Retype every record below exactly as it appears.
──────
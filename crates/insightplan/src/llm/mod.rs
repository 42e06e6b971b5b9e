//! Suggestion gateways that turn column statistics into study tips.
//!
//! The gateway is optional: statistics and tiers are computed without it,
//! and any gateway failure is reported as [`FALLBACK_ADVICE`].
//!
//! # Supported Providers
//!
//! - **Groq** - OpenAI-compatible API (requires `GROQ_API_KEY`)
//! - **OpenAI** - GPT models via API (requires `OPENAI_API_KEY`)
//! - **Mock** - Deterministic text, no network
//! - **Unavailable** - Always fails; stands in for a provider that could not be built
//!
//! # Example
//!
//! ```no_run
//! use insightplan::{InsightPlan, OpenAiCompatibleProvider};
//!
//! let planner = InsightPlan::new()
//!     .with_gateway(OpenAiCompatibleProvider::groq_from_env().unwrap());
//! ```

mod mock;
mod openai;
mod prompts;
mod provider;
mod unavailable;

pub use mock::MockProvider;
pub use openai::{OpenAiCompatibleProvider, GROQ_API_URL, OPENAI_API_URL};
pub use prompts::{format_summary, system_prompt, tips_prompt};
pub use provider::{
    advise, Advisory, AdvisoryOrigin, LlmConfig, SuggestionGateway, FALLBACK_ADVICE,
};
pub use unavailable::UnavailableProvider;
──────
• ANSWER BELOW
filename crates/insightplan/src/llm/mod.rs
repository 42e06e6b971b5b9e
//! Suggestion gateways that turn column statistics into study tips.
//!
//! The gateway is optional: statistics and tiers are computed without it,
//! and any gateway failure is reported as [`FALLBACK_ADVICE`].
//!
//! # Supported Providers
//!
//! - **Groq** - OpenAI-compatible API (requires `GROQ_API_KEY`)
//! - **OpenAI** - GPT models via API (requires `OPENAI_API_KEY`)
//! - **Mock** - Deterministic text, no network
//! - **Unavailable** - Always fails; stands in for a provider that could not be built
//!
//! # Example
//!
//! ```no_run
//! use insightplan::{InsightPlan, OpenAiCompatibleProvider};
//!
//! let planner = InsightPlan::new()
//!     .with_gateway(OpenAiCompatibleProvider::groq_from_env().unwrap());
//! ```

mod mock;
mod openai;
mod prompts;
mod provider;
mod unavailable;

pub use mock::MockProvider;
pub use openai::{OpenAiCompatibleProvider, GROQ_API_URL, OPENAI_API_URL};
pub use prompts::{format_summary, system_prompt, tips_prompt};
pub use provider::{
    advise, Advisory, AdvisoryOrigin, LlmConfig, SuggestionGateway, FALLBACK_ADVICE,
};
pub use unavailable::UnavailableProvider;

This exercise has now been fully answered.